Exercise objective: How many lines in the records below contain "tasks"? Answer with the number alone.

Stored items:
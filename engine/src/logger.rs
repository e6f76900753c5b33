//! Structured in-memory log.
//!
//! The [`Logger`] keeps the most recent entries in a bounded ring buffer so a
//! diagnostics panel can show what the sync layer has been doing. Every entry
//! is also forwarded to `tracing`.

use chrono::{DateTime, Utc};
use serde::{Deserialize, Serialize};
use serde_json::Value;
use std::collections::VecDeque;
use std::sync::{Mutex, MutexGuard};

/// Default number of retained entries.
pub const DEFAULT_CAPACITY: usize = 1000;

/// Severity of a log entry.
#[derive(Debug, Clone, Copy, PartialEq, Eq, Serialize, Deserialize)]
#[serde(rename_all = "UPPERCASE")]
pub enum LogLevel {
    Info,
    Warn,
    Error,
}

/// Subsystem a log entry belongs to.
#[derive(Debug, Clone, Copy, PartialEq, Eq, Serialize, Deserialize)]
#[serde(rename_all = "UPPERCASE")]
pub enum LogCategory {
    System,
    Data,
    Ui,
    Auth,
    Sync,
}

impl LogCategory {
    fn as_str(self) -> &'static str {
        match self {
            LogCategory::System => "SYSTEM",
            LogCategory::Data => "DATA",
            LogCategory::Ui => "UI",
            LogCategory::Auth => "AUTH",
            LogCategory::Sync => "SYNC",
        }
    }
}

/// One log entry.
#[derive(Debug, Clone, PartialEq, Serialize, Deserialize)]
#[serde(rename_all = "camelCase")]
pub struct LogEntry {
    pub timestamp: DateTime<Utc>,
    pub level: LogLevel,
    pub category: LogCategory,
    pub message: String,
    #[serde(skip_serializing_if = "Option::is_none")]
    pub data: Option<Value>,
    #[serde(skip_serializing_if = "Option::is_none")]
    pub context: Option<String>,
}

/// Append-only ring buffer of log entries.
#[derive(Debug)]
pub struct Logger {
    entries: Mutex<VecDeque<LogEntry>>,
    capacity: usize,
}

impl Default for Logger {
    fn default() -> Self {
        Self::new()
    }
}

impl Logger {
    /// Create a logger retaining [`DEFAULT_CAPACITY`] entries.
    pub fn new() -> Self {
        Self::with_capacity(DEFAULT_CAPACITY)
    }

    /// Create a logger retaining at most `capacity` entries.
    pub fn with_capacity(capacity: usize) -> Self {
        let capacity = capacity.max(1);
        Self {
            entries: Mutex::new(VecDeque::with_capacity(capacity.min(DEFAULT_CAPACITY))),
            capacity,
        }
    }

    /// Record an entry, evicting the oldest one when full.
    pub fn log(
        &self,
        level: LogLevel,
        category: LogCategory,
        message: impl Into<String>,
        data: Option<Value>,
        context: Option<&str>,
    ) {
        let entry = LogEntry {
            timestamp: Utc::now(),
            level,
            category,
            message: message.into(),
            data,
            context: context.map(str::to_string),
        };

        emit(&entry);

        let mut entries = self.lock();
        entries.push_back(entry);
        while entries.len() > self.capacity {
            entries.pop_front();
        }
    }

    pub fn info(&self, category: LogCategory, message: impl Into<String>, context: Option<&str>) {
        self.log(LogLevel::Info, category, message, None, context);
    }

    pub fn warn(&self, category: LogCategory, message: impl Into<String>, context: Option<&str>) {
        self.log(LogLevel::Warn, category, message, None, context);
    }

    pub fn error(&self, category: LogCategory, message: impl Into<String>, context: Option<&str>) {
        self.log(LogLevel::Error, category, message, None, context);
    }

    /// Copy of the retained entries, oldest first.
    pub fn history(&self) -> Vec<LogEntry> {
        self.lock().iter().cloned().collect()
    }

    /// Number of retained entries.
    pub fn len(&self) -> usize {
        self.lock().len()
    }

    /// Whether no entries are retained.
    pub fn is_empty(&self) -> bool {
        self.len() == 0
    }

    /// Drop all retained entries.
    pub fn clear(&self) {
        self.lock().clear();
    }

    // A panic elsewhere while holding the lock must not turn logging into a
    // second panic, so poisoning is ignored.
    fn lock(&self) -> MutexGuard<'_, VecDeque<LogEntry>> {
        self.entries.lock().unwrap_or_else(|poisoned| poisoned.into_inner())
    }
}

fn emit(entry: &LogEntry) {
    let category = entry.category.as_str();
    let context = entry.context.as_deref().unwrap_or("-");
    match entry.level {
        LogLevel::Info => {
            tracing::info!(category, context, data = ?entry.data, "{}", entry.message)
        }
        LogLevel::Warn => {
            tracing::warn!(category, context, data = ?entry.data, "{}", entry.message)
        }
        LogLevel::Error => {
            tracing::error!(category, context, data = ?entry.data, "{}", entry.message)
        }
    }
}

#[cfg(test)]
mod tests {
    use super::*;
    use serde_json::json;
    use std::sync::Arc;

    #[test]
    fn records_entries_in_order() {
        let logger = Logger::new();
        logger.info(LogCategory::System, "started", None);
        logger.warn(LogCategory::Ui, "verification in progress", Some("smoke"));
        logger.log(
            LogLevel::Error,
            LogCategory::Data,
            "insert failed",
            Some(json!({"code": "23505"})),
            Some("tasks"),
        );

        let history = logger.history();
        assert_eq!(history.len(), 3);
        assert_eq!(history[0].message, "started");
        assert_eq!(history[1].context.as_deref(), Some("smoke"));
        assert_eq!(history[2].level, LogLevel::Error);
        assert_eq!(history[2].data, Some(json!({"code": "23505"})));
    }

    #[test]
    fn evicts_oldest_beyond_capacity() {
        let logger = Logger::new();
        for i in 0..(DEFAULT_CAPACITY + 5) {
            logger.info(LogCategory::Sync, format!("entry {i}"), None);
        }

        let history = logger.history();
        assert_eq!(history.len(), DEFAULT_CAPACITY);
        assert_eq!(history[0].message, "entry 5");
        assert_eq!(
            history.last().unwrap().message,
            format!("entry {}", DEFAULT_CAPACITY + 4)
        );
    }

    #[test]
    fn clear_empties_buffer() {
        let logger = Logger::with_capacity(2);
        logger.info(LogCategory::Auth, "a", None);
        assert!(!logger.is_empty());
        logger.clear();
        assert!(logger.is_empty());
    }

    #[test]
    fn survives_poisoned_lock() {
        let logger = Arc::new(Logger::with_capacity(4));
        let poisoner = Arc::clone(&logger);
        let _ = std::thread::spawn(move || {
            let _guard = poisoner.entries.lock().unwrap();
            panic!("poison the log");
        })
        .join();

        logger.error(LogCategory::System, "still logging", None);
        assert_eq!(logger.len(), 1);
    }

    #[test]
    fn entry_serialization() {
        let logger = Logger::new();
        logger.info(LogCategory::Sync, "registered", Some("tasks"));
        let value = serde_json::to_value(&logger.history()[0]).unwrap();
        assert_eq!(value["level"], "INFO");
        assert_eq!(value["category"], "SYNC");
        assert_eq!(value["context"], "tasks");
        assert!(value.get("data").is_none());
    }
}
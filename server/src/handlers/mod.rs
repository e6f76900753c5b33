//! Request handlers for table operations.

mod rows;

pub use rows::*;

Exercise solution: 3